事実を整える

Nathan(ねーさん) 法的観点を含む社会問題についても、事実に基づいて整理します。

群馬の森・朝鮮人追悼碑前での政治的発言による更新不許可処分の判決文と「強制連行」だけ取り上げるメディア

北朝鮮側のナラティブだらけ。

群馬の森・朝鮮人追悼碑の撤去の代執行

北朝鮮 群馬県の朝鮮人労働者の追悼碑撤去を非難 | NHK | 群馬県

群馬の森・朝鮮人追悼碑の撤去の代執行が北朝鮮系組織やメディアで騒がれています。

本件は行政代執行法に基づく代執行であり、裁判所の判決は不要です。

が、国の沖縄県に対する代執行訴訟が有名なのでそちらと混同させる言説がふりまかれています。
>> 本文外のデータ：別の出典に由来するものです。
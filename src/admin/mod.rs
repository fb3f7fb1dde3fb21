//! Administrative repertoire operations: copy, move, delete.


use crate::repertoire::{Repertoire, RepertoireSpec};
use crate::store::RepertoireStore;
use crate::tsv::{self, ReceiveOptions, ReceiveOutcome};
use color_eyre::eyre::{Report, Result};
use log::warn;

// ----------------------------------------------------------------------------
// MoveCopyParams

#[derive(Clone, Debug)]
pub struct MoveCopyParams {
    pub from: RepertoireSpec,
    pub to: RepertoireSpec,
}

impl std::fmt::Display for MoveCopyParams {
    fn fmt(&self, f: &mut std::fmt::Formatter<'_>) -> std::fmt::Result {
        write!(f, "{} -> {}", self.from, self.to)
    }
}

// ----------------------------------------------------------------------------
// Operations

/// Copy a repertoire to another user/context/name, carrying its summary
/// metadata along.
pub fn copy_repertoire(
    store: &dyn RepertoireStore,
    params: &MoveCopyParams,
) -> Result<ReceiveOutcome, Report> {
    let repertoires = store.context_repertoires(&params.from.user_id, &params.from.context)?;
    let source = Repertoire::find(&repertoires, &params.from.name)
        .ok_or_else(|| color_eyre::eyre::eyre!("Repertoire {} not found", params.from))?;

    let options = ReceiveOptions {
        date: source.date,
        total_cells: Some(source.total_cells),
        total_milliliters: Some(source.total_milliliters),
    };

    let input = store.open_repertoire(&params.from)?;
    tsv::receive(input, store, &params.to, &options)
}

/// Copy, then delete the source. Returns false when the copy hit an
/// existing name or the delete failed.
pub fn move_repertoire(
    store: &dyn RepertoireStore,
    params: &MoveCopyParams,
) -> Result<bool, Report> {
    match copy_repertoire(store, params)? {
        ReceiveOutcome::Exists => Ok(false),
        ReceiveOutcome::Received(_) => {
            let deleted = store.delete_repertoire(&params.from)?;
            if !deleted {
                warn!("copied repertoire ok but failed delete ({params})");
            }
            Ok(deleted)
        }
    }
}

/// Remove a repertoire and everything cached for it.
pub fn delete_repertoire(
    store: &dyn RepertoireStore,
    spec: &RepertoireSpec,
) -> Result<bool, Report> {
    store.delete_repertoire(spec)
}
そちらは地方自治法に基づく代執行なので、裁判所の判決が必要である、という違いがあります。

そこを混同させようとして「最高裁は追悼碑を撤去しろとは言っていない」などという文言が弁護士ドットコムにすら掲載されている始末です。

更新不許可処分によって公有地が碑による不法占拠状態にあったのであり、自力執行力のある自治体が撤去できるのは当然の話です。

なお、行政不服審査は、執行前に行われるべきものではありません。

本件の朝日新聞によるナラティブ創出は以下でまとめています。

朝鮮人・韓国人強制連行犠牲者追悼碑を建てる会

平成16年2月25日、朝鮮人・韓国人強制連行犠牲者追悼碑を建てる会は、設置期間を設置許可の日より10年間とする公園施設の設置許可を申請

同年3月4日、群馬県知事は建てる会に対し、設置期間を平成16年3月4日から平成26年1月31日までとして本件追悼碑の設置を許可(以下「本件設置許可処分」という。)した

この間、碑文の文言等に「強制連行」とあることにつき国保援護課及び都市施設課は,平成14年11月18日頃以下の助言をしました。
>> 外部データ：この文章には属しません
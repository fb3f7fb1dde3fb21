pub mod verbosity;

use color_eyre::eyre::{eyre, Report, Result, WrapErr};
use color_eyre::Help;
use sha2::{Digest, Sha256};
use std::fs::File;
use std::io::{BufRead, BufReader};
use std::path::{Path, PathBuf};
use zstd::stream::read::Decoder;

/// Hex sha-256 digest of a string.
///
/// ```rust
/// use repseq::utils::sha256_hex;
///
/// assert_eq!(
///     "2cf24dba5fb0a30e26e83b2ac5b9e29e1b161e5c1fa7425e73043362938b9824",
///     sha256_hex("hello"),
/// );
/// ```
pub fn sha256_hex(input: &str) -> String {
    let mut hasher = Sha256::new();
    hasher.update(input.as_bytes());
    let digest = hasher.finalize();
    digest.iter().map(|byte| format!("{byte:02x}")).collect()
}

/// Get delimiter based on file extension.
///
/// - `.tsv` => `\t`
/// - `.txt` => `\t`
/// - `.csv` => `,`
///
/// Note that `.txt` is assumed to be tab-delimited!
///
/// ```rust
/// use repseq::utils::get_delimiter;
///
/// assert_eq!(get_delimiter(&"file.tsv")?, '\t');
/// assert_eq!(get_delimiter(&"file.csv")?, ',');
/// assert!(get_delimiter(&"file").is_err());
/// # Ok::<(), color_eyre::eyre::Report>(())
/// ```
pub fn get_delimiter<P>(path: &P) -> Result<char, Report>
where
    P: AsRef<Path> + std::fmt::Debug,
{
    let ext = path
        .as_ref()
        .extension()
        .ok_or_else(|| eyre!("Failed to get file extension: {path:?}"))?
        .to_str()
        .ok_or_else(|| eyre!("Failed to convert file extension to str: {path:?}"))?;

    match ext {
        "tsv" | "txt" => Ok('\t'),
        "csv" => Ok(','),
        _ext => {
            Err(eyre!("Unknown file extension: {_ext:?}").suggestion("Options: tsv, csv, or txt"))
        }
    }
}

/// Open a file for buffered reading, decompressing `.zst` transparently.
pub fn open_maybe_compressed(path: &Path) -> Result<Box<dyn BufRead + Send>, Report> {
    let file = File::open(path).wrap_err_with(|| eyre!("Failed to open: {path:?}"))?;

    let ext = path.extension().and_then(|ext| ext.to_str());
    if ext == Some("zst") {
        let decoder =
            Decoder::new(file).wrap_err_with(|| eyre!("Failed to decode: {path:?}"))?;
        Ok(Box::new(BufReader::new(decoder)))
    } else {
        Ok(Box::new(BufReader::new(file)))
    }
}

/// Download a file from a url into a directory, named after the url's last
/// path component.
pub async fn download_file(url: &str, output_dir: &Path) -> Result<PathBuf, Report> {
    let name = url
        .split('/')
        .last()
        .filter(|name| !name.is_empty())
        .ok_or_else(|| eyre!("Failed to parse file name from url: {url}"))?;

    std::fs::create_dir_all(output_dir)
        .wrap_err_with(|| eyre!("Failed to create directory: {output_dir:?}"))?;
    let output = output_dir.join(name);

    let response = reqwest::get(url).await.wrap_err_with(|| eyre!("Failed to fetch: {url}"))?;
    if !response.status().is_success() {
        return Err(eyre!("Failed to download: {url}")
            .suggestion(format!("Status code: {}", response.status())));
    }

    let bytes = response.bytes().await?;
    std::fs::write(&output, bytes).wrap_err_with(|| eyre!("Unable to write: {output:?}"))?;

    Ok(output)
}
  1. 追悼碑設置を申請する団体の名称は「群馬県労務動員朝鮮人労働犠牲者追悼碑を建てる会」とすること
  2. 碑名は「朝鮮人追悼碑」など単純,明快なものとすること
  3. 上記旧建てる会から提出された碑文案から,政府が朝鮮人の強制的動員を開始し,さらに国民徴用令による徴用を行ったことや群馬県内の軍需工場等にも数千人の朝鮮人強制連行労働者が投入され,多数の犠牲者を生んだことを訴える部分を削除し,「強制連行」の文言を「労務動員」に改めた被告修正案のとおり見直すこと

結局、申請団体名の名前や碑文から「強制連行」の文言を削除することとされました。

これが設置許可処分に付された条件の一部です。

承継団体『記憶 反省そして友好』の追悼碑を守る会

その結果、前掲の「建てる会」は解散され、その権利義務を包括的に承継したのが本件の原告の「『記憶 反省そして友好』の追悼碑を守る会」です。

実質的に同一の組織です。

「労務動員計画」と「昭和十四年度労務動員実施計画綱領」

「労務動員計画」と書かれている文言には一応の根拠があり、【昭和14年度労務動員実施計画綱領】が昭和14年=1939年7月4日の閣議で決定したことが背景にあります。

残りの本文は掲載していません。